Topher Grace’s character Dr. Peter Jarhling also had his fair share of difficult lines to memorize. “If you think Julianna was scared to say medical dialogue, imagine being me being hired to stand next to Julianna and say it,” he laughed.
But on a serious note, the story truly highlights the U.S.’s handling of the ebola threat. “This isn’t fiction, it’s a monster story, it’s a horror really. It’s not fictional,” Grace said. It takes place in 1989, so sometimes you look at the fashion and think, ‘This is so long ago.’ But in reality, Americans have dangerously allowed themselves to relax around the subject of the ebola threat. “We’ve been lulled into a sense of complacency about it,” Grace said.
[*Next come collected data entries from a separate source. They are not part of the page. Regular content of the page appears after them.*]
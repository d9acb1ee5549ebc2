//! Configuration Loader
//!
//! 实现多源配置加载与合并逻辑
//!
//! 优先级（从高到低）：
//! 1. 环境变量
//! 2. 默认值

use config::{Config, ConfigError as ConfigCrateError, Environment};
use std::collections::HashMap;
use thiserror::Error;

use super::types::AppConfig;

/// 配置加载错误
#[derive(Debug, Error)]
pub enum ConfigError {
    #[error("Failed to load configuration: {0}")]
    LoadError(String),

    #[error("Failed to parse configuration: {0}")]
    ParseError(String),

    #[error("Configuration validation failed: {0}")]
    ValidationError(String),
}

impl From<ConfigCrateError> for ConfigError {
    fn from(err: ConfigCrateError) -> Self {
        ConfigError::LoadError(err.to_string())
    }
}

/// 环境变量前缀
const ENV_PREFIX: &str = "MD2AUDIO";

/// 加载应用配置
///
/// 按优先级从高到低合并配置：
/// 1. 环境变量（前缀 `MD2AUDIO_`，层级分隔符 `__`）
/// 2. 默认值
///
/// # 环境变量示例
/// - `MD2AUDIO_TTS__BASE_URL=http://localhost:9000/v1`
/// - `MD2AUDIO_SYNTHESIS__MAX_CHUNK_CHARS=2000`
/// - `MD2AUDIO_TOOLS__FFMPEG=/opt/ffmpeg/bin/ffmpeg`
/// - `MD2AUDIO_LOG__JSON=true`
pub fn load_config() -> Result<AppConfig, ConfigError> {
    load_config_from_env(None)
}

/// 从给定的环境变量集合加载配置
///
/// # 参数
/// - `vars` - 为 None 时读取进程环境变量
pub fn load_config_from_env(
    vars: Option<HashMap<String, String>>,
) -> Result<AppConfig, ConfigError> {
    let mut builder = Config::builder();

    // 1. 默认值（最低优先级）
    builder = builder
        .set_default("tts.base_url", "https://api.openai.com/v1")?
        .set_default("tts.timeout_secs", 120)?
        .set_default("tts.api_key_env", "OPENAI_API_KEY")?
        .set_default("synthesis.max_chunk_chars", 4000)?
        .set_default("synthesis.max_concurrent", 1)?
        .set_default("tools.pandoc", "pandoc")?
        .set_default("tools.ffmpeg", "ffmpeg")?
        .set_default("preview.output_dir", ".")?
        .set_default("log.level", "info")?
        .set_default("log.json", false)?;

    // 2. 环境变量（最高优先级）
    // 例如: MD2AUDIO_TTS__BASE_URL -> tts.base_url
    builder = builder.add_source(
        Environment::with_prefix(ENV_PREFIX)
            .prefix_separator("_")
            .separator("__")
            .try_parsing(true)
            .source(vars),
    );

    let config = builder.build()?;

    let app_config: AppConfig = config.try_deserialize().map_err(|e| {
        ConfigError::ParseError(format!("Failed to deserialize config: {}", e))
    })?;

    validate_config(&app_config)?;

    Ok(app_config)
}

/// 验证配置有效性
fn validate_config(config: &AppConfig) -> Result<(), ConfigError> {
    if config.tts.base_url.trim().is_empty() {
        return Err(ConfigError::ValidationError(
            "TTS base URL cannot be empty".to_string(),
        ));
    }

    if config.tts.api_key_env.trim().is_empty() {
        return Err(ConfigError::ValidationError(
            "API key variable name cannot be empty".to_string(),
        ));
    }

    if config.synthesis.max_chunk_chars == 0 {
        return Err(ConfigError::ValidationError(
            "max_chunk_chars must be greater than 0".to_string(),
        ));
    }

    if config.synthesis.max_concurrent == 0 {
        return Err(ConfigError::ValidationError(
            "max_concurrent must be at least 1".to_string(),
        ));
    }

    if config.tools.pandoc.trim().is_empty() || config.tools.ffmpeg.trim().is_empty() {
        return Err(ConfigError::ValidationError(
            "Tool names cannot be empty".to_string(),
        ));
    }

    Ok(())
}

/// 打印配置信息（debug 级别）
pub fn print_config(config: &AppConfig) {
    tracing::debug!(
        base_url = %config.tts.base_url,
        timeout_secs = config.tts.timeout_secs,
        api_key_env = %config.tts.api_key_env,
        max_chunk_chars = config.synthesis.max_chunk_chars,
        max_concurrent = config.synthesis.max_concurrent,
        pandoc = %config.tools.pandoc,
        ffmpeg = %config.tools.ffmpeg,
        temp_dir = %config.storage.effective_temp_dir().display(),
        preview_dir = %config.preview.output_dir.display(),
        log_level = %config.log.level,
        "Effective configuration"
    );
}

#[cfg(test)]
mod tests {
    use super::*;

    fn vars(pairs: &[(&str, &str)]) -> Option<HashMap<String, String>> {
        Some(
            pairs
                .iter()
                .map(|(k, v)| (k.to_string(), v.to_string()))
                .collect(),
        )
    }

    #[test]
    fn test_load_defaults() {
        let config = load_config_from_env(vars(&[])).unwrap();
        assert_eq!(config.tts.base_url, "https://api.openai.com/v1");
        assert_eq!(config.tts.timeout_secs, 120);
        assert_eq!(config.synthesis.max_chunk_chars, 4000);
        assert_eq!(config.synthesis.max_concurrent, 1);
        assert_eq!(config.log.level, "info");
        assert!(!config.log.json);
        assert!(config.storage.temp_dir.is_none());
    }

    #[test]
    fn test_env_overrides_defaults() {
        let config = load_config_from_env(vars(&[
            ("MD2AUDIO_TTS__BASE_URL", "http://localhost:9000/v1"),
            ("MD2AUDIO_SYNTHESIS__MAX_CHUNK_CHARS", "2000"),
            ("MD2AUDIO_TOOLS__FFMPEG", "/opt/ffmpeg"),
            ("MD2AUDIO_LOG__JSON", "true"),
            ("UNRELATED_VAR", "ignored"),
        ]))
        .unwrap();

        assert_eq!(config.tts.base_url, "http://localhost:9000/v1");
        assert_eq!(config.synthesis.max_chunk_chars, 2000);
        assert_eq!(config.tools.ffmpeg, "/opt/ffmpeg");
        assert!(config.log.json);
    }

    #[test]
    fn test_validation_passes_for_valid_config() {
        let config = AppConfig::default();
        assert!(validate_config(&config).is_ok());
    }

    #[test]
    fn test_validation_error_for_zero_chunk_size() {
        let mut config = AppConfig::default();
        config.synthesis.max_chunk_chars = 0;
        assert!(validate_config(&config).is_err());
    }

    #[test]
    fn test_validation_error_for_zero_concurrency() {
        let result = load_config_from_env(vars(&[("MD2AUDIO_SYNTHESIS__MAX_CONCURRENT", "0")]));
        assert!(matches!(result, Err(ConfigError::ValidationError(_))));
    }

    #[test]
    fn test_validation_error_for_empty_base_url() {
        let mut config = AppConfig::default();
        config.tts.base_url = String::new();
        assert!(validate_config(&config).is_err());
    }

    #[test]
    fn test_validation_error_for_empty_tool() {
        let mut config = AppConfig::default();
        config.tools.pandoc = " ".to_string();
        assert!(validate_config(&config).is_err());
    }
}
“It’s a global issue,” Margulies added. “But because Africa is so far away from America we don’t think of it as ours.” She recalled a moment where Nancy and Peter are told they’ve dodged a bullet. She said, “Topher’s character says, ‘We didn’t dodge a bullet, the bullet hit us.’ And my character goes on to say—which is a testament to Kelly and Brian [Peterson]—’It’s not a matter of if it comes to U.S. soil, it’s when, because it’s already been on U.S. soil.'”
The Hot Zone will air on Memorial Day and runs for three nights in a row.